CMD ["python", "manage.py", "runserver", "8000"]

This looks reasonable at first glance. I’m using multi-stage builds, separating build from runtime, and only including production dependencies. So what’s the problem?

Issue #1: Path Mismatch

Notice that the virtual environment is created in /build.venv during the builder stage, but my application code lives in /app in the production stage. The assumption is that the venv created would live alongside the code in /build, but now they’re separated. This can cause import issues and broken paths within the venv, which was the most common problem I experienced.

Issue #2: Manual uv installation

I’m installing uv via pip in the builder.

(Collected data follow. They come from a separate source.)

// SPDX-License-Identifier: BUSL-1.1
// Copyright (c) 2026 Alfred Jean LLC

// Allow panic!/unwrap/expect in test code
#![cfg_attr(test, allow(clippy::panic))]
#![cfg_attr(test, allow(clippy::unwrap_used))]
#![cfg_attr(test, allow(clippy::expect_used))]

//! Parser, document model and expansion for @env-spec files.
//!
//! @env-spec is dotenv syntax plus decorators in comments and computed
//! values:
//!
//! ```text
//! # @defaultRequired @defaultSensitive=false
//! # ---
//!
//! # Database connection string
//! # @required @secret
//! DATABASE_URL=postgres://${DB_HOST:-localhost}:5432/app
//! GIT_SHA=$(git rev-parse HEAD)
//! ```
//!
//! # Quick Start
//!
//! ```ignore
//! use envspec_parser::parse;
//!
//! let doc = parse("PORT=8080\nURL=http://localhost:${PORT}\n")?;
//! let url = doc.config_item("URL").unwrap().value.as_ref().unwrap();
//! assert_eq!(url.canonical(), r#"concat("http://localhost:", ref("PORT"))"#);
//! assert_eq!(doc.to_string(), "PORT=8080\nURL=http://localhost:${PORT}\n");
//! # Ok::<(), envspec_parser::ParseError>(())
//! ```
//!
//! # Round-tripping
//!
//! Every node remembers the text it was parsed from, so `to_string()` on an
//! untouched document reproduces the input (after `\r\n` → `\n`). The
//! [`update`] helpers edit a document without disturbing the rest of it.

mod ast;
mod expand;
mod parse_error;
mod parser;
pub mod span;
pub mod update;

pub use ast::{
    coerce_unquoted, fmt_number, Arg, BlankLine, Comment, CommentBlock, CommentLine, ConfigItem,
    Decorator, DecoratorComment, DecoratorValue, Divider, Document, FunctionArgs, FunctionCall,
    KeyValuePair, MixedArgsError, Node, QuoteStyle, Scalar, SimplifiedArgs, StaticValue,
    TrailingComment, Value,
};
pub use expand::{expand_document, expand_value, ExpandOptions};
pub use parse_error::{LoadError, ParseError};
pub use parser::{parse, parse_file, ParseOptions, Parser};
pub use span::Span;
pub use update::{
    ensure_header, set_item_decorator, set_item_value, set_root_decorator, UpdateError,
};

What this means is that I’m not getting uv’s Docker-specific optimizations. uv has official Docker images that come pre-configured to prevent these exact issues, but I wasn't using them.

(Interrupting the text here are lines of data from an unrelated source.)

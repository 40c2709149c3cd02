// SPDX-License-Identifier: BUSL-1.1
// Copyright (c) 2026 Alfred Jean LLC

//! Coalescing of external lookups into batches.
//!
//! Secret managers and similar systems are slow per call, rate limited, and
//! may prompt for authorization on each request. [`BatchCoalescer`] collects
//! the keys requested within a short window and fetches them with a single
//! [`BatchFetch::fetch_batch`] call, then hands each caller its own result.

mod coalescer;

pub use coalescer::BatchCoalescer;

// Test support - only compiled for tests or when explicitly requested
#[cfg(any(test, feature = "test-support"))]
mod fake;
#[cfg(any(test, feature = "test-support"))]
pub use fake::FakeSecretStore;

use crate::error::{ResolutionError, SchemaError};
use crate::expr::CallContext;
use crate::registry::{no_state, ArgsView, ProcessedState, Resolver};
use crate::value::ResolvedValue;
use async_trait::async_trait;
use std::collections::HashMap;

/// Per-key outcome of a batch.
pub type BatchResults = HashMap<String, Result<ResolvedValue, ResolutionError>>;

/// A backend that can look up many keys in one request.
#[async_trait]
pub trait BatchFetch: Send + Sync + 'static {
    /// Name used in errors and logs.
    fn name(&self) -> &str;

    /// Fetch `keys` together.
    ///
    /// Keys missing from the returned map are reported as not found. An
    /// `Err` fails the whole batch; the coalescer then retries each key on
    /// its own so one bad key cannot take the others down with it.
    async fn fetch_batch(&self, keys: &[String]) -> Result<BatchResults, ResolutionError>;
}

/// A resolver function `name(key)` backed by a coalescer.
pub struct BatchResolver<F: BatchFetch> {
    name: String,
    coalescer: BatchCoalescer<F>,
}

impl<F: BatchFetch> BatchResolver<F> {
    pub fn new(name: impl Into<String>, coalescer: BatchCoalescer<F>) -> Self {
        Self {
            name: name.into(),
            coalescer,
        }
    }

    pub fn coalescer(&self) -> &BatchCoalescer<F> {
        &self.coalescer
    }
}

#[async_trait]
impl<F: BatchFetch> Resolver for BatchResolver<F> {
    fn name(&self) -> &str {
        &self.name
    }

    fn process(&self, args: &ArgsView<'_>) -> Result<ProcessedState, SchemaError> {
        args.positional()?;
        args.expect_count(1, Some(1))?;
        if args.static_str(0).as_deref() == Some("") {
            return Err(SchemaError::invalid_args(&self.name, "key must not be empty"));
        }
        Ok(no_state())
    }

    async fn resolve(&self, ctx: &CallContext<'_>) -> Result<ResolvedValue, ResolutionError> {
        let key = ctx.arg(0).await?.to_string();
        if key.is_empty() {
            return Err(ResolutionError::invalid_argument(
                &self.name,
                "key resolved to an empty string",
            ));
        }
        self.coalescer.get(&key).await
    }
}

#[cfg(test)]
#[path = "../batch_tests/mod.rs"]
mod tests;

Issue #3: No Layer Caching

COPY pyproject.toml uv.lock ./
RUN uv sync --frozen --no-cache --no-dev

The builder stage uses --no-cache and doesn't leverage BuildKit cache mounts, so package downloads aren't cached between builds. Even unchanged dependencies get re-downloaded whenever pyproject.toml or uv.lock changes, making rebuilds unnecessarily slow.

Issue #4: Symlinks Breaking Across Stages

By default, uv creates symlinks when installing packages… because it’s faster. But the problem with that in this type of situation is that symlinks created in the builder stage can point to locations that don’t exist when copied to the production stage. What then happens is something like, “Cannot import Django” — import errors that only up at runtime.

Let me show you what happens when I try to add a development stage:

# ... builder stage ...

FROM python:3.12-slim-bookworm AS development

WORKDIR /app
COPY --from=builder /build/.venv /build/.venv
ENV PATH="/build/.venv/bin:$PATH"

# Now install dev dependencies
COPY pyproject.toml uv.lock ./
RUN pip install uv==0.8.15  # Installing uv AGAIN (wasteful)
RUN uv sync --frozen --no-cache --group dev

COPY . .
CMD ["python", "manage.py", "runserver", "8000"]

Now I have multiple problems compounding:

The base production venv is in /build/.venv
I'm trying to add dev dependencies to it, but my working directory is /app
I'm installing uv again (wasteful)
The paths are all over the place

This all results to inconsistent behaviors. While I managed to remedy the situation somehow and got containers run just fine eventually, I was losing out on more efficient approaches.

The Right Approach

There had to be a better way, I figured after running into the aforementioned issues in a new project. I felt I didn’t know enough, having ran into the same issues again. After digging through uv’s documentation and examples, I discovered the patterns that actually work reliably.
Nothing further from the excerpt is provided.